Spiritualité
Le Jésus de l'histoire n'est-il pas
le Christ de la foi ?
Réponse de John Spong
27 août 2015
Deux choses sont évidentes.
Premièrement, si on n’avait pas défini théologiquement le Jésus de l'histoire pour construire une religion institutionnalisée, sa mémoire n’aurait probablement pas survécu.
Deuxièmement, puisqu’on a défini théologiquement le Jésus de l'histoire pour construire une religion institutionnalisée, sa mémoire pourrait ne pas survivre.
Que peut-on faire ?
On peut séparer la connaissance du Jésus historique de l’explication théologique du Christ que l’on a construite et permettre ainsi au christianisme d’être une religion évolutive où chaque génération élabore sa propre construction dogmatique.

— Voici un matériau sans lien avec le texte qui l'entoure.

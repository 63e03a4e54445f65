//! Keystroke-level input normalization for wizard form fields.
//!
//! Every sanitizer is a total, pure function over the raw widget value and is
//! idempotent: running one twice yields the same string as running it once.
//! Only the per-digit Aadhaar sanitizer surfaces a notice; the rest strip
//! disallowed characters silently.

use std::time::Duration;

pub const PAN_LEN: usize = 10;
pub const IFSC_LEN: usize = 11;
pub const GST_LEN: usize = 15;

/// Transient message shown when a keystroke is rejected. The rendering layer
/// clears it once `clears_after` has elapsed; it never blocks further typing.
#[derive(Debug, Clone, PartialEq, Eq)]
pub struct FormatNotice {
    pub message: &'static str,
    pub clears_after: Duration,
}

/// Outcome of feeding one keystroke into an Aadhaar digit slot.
#[derive(Debug, Clone, PartialEq, Eq)]
pub enum DigitKeystroke {
    Accepted(u8),
    /// Empty input, e.g. the widget was cleared.
    Ignored,
    Rejected(FormatNotice),
}

/// Aadhaar slots accept exactly one digit; anything else earns a notice.
pub fn aadhaar_digit(raw: &str, notice_ttl: Duration) -> DigitKeystroke {
    let Some(ch) = raw.chars().last() else {
        return DigitKeystroke::Ignored;
    };

    match ch.to_digit(10) {
        Some(digit) => DigitKeystroke::Accepted(digit as u8),
        None => DigitKeystroke::Rejected(FormatNotice {
            message: "Only digits 0-9 are allowed",
            clears_after: notice_ttl,
        }),
    }
}

/// Strip everything but ASCII digits, silently.
pub fn digits(raw: &str) -> String {
    raw.chars().filter(char::is_ascii_digit).collect()
}

/// Digits-only with a hard length cap (mobile numbers, pincodes).
pub fn digits_capped(raw: &str, max: usize) -> String {
    raw.chars().filter(char::is_ascii_digit).take(max).collect()
}

/// Uppercased alphanumerics, truncated to `max` (PAN, IFSC, GST formats).
pub fn uppercase_alnum(raw: &str, max: usize) -> String {
    raw.chars()
        .filter(char::is_ascii_alphanumeric)
        .map(|ch| ch.to_ascii_uppercase())
        .take(max)
        .collect()
}

pub fn pan(raw: &str) -> String {
    uppercase_alnum(raw, PAN_LEN)
}

pub fn ifsc(raw: &str) -> String {
    uppercase_alnum(raw, IFSC_LEN)
}

pub fn gst(raw: &str) -> String {
    uppercase_alnum(raw, GST_LEN)
}

/// Person names keep letters and spaces only.
pub fn name(raw: &str) -> String {
    raw.chars()
        .filter(|ch| ch.is_ascii_alphabetic() || *ch == ' ')
        .collect()
}

#[cfg(test)]
mod tests {
    use super::*;

    const TTL: Duration = Duration::from_millis(2000);

    fn printable_ascii() -> impl Iterator<Item = char> {
        (0x20u8..0x7f).map(char::from)
    }

    #[test]
    fn aadhaar_digit_accepts_digits() {
        assert_eq!(aadhaar_digit("7", TTL), DigitKeystroke::Accepted(7));
        // Widgets may hand back the whole slot value; the last keystroke wins.
        assert_eq!(aadhaar_digit("37", TTL), DigitKeystroke::Accepted(7));
    }

    #[test]
    fn aadhaar_digit_rejects_with_notice() {
        match aadhaar_digit("x", TTL) {
            DigitKeystroke::Rejected(notice) => {
                assert_eq!(notice.message, "Only digits 0-9 are allowed");
                assert_eq!(notice.clears_after, TTL);
            }
            other => panic!("expected rejection, got {other:?}"),
        }
    }

    #[test]
    fn aadhaar_digit_ignores_empty_input() {
        assert_eq!(aadhaar_digit("", TTL), DigitKeystroke::Ignored);
    }

    #[test]
    fn digits_strip_silently() {
        assert_eq!(digits("98a76-54 321b0"), "9876543210");
        assert_eq!(digits_capped("12345678901234", 10), "1234567890");
    }

    #[test]
    fn uppercase_alnum_truncates_and_uppercases() {
        assert_eq!(pan("abcde1234f!!"), "ABCDE1234F");
        assert_eq!(pan("abcde1234fghij"), "ABCDE1234F");
        assert_eq!(ifsc("sbin-0001234xyz"), "SBIN0001234");
        assert_eq!(gst("27aapfu0939f1zv##"), "27AAPFU0939F1ZV");
    }

    #[test]
    fn name_keeps_letters_and_spaces() {
        assert_eq!(name("Asha R. Devi-3"), "Asha R Devi");
    }

    #[test]
    fn string_sanitizers_are_idempotent_over_printable_ascii() {
        let sample: String = printable_ascii().collect();
        let sanitizers: [fn(&str) -> String; 6] = [
            digits,
            |raw| digits_capped(raw, 10),
            pan,
            ifsc,
            gst,
            name,
        ];
        for sanitize in sanitizers {
            let once = sanitize(&sample);
            assert_eq!(sanitize(&once), once);
        }

        for ch in printable_ascii() {
            let raw = ch.to_string();
            for sanitize in sanitizers {
                let once = sanitize(&raw);
                assert_eq!(sanitize(&once), once);
            }
        }
    }
}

Cela implique que nous reconnaissions que le Nouveau Testament représente l’élaboration théologique de la génération du 1er siècle. Il n’est donc pas une présentation de la vérité objective et on ne doit pas dire qu’il est « inerrant » et qu’on peut l’interpréter littéralement.
Cela implique que nous reconnaissions que les credo et toutes les doctrines et les dogmes qui en sont issues sont des élaborations du 4e siècle qui ne doivent pas être considérées comme des définitions de la vérité ni être utilisées comme caractérisant ceux qui possèdent « la seule véritable foi ».
Nous devons donc récuser toute affirmation de leur infaillibilité.
Cela implique aussi que nous reconnaissions que pratiquement toute notre liturgie est composée d’élaborations théologiques du 13e siècle. Ces formes de dévotion sont d’un autre âge et ne doivent pas nous être imposées aujourd'hui.
La foi chrétienne est toujours suivre un chemin pénétrant dans la vérité de Dieu. Personne n’y parvient véritablement et ceux qui se l’imaginent ou qui le prétendent ne sont que des idolâtres. La vérité est que nous sommes pour toujours en route vers Dieu.
L’Église pourra-t-elle jamais admettre cela dans chacune de ses institutions ? Il semble bien que non. Des voix isolées, comme la nôtre, s’élèvent pourtant. Seront-elles entendues ou crieront-elles dans le désert ? L’avenir le dira. En attendant, que nos voix soient fortes et vibrantes.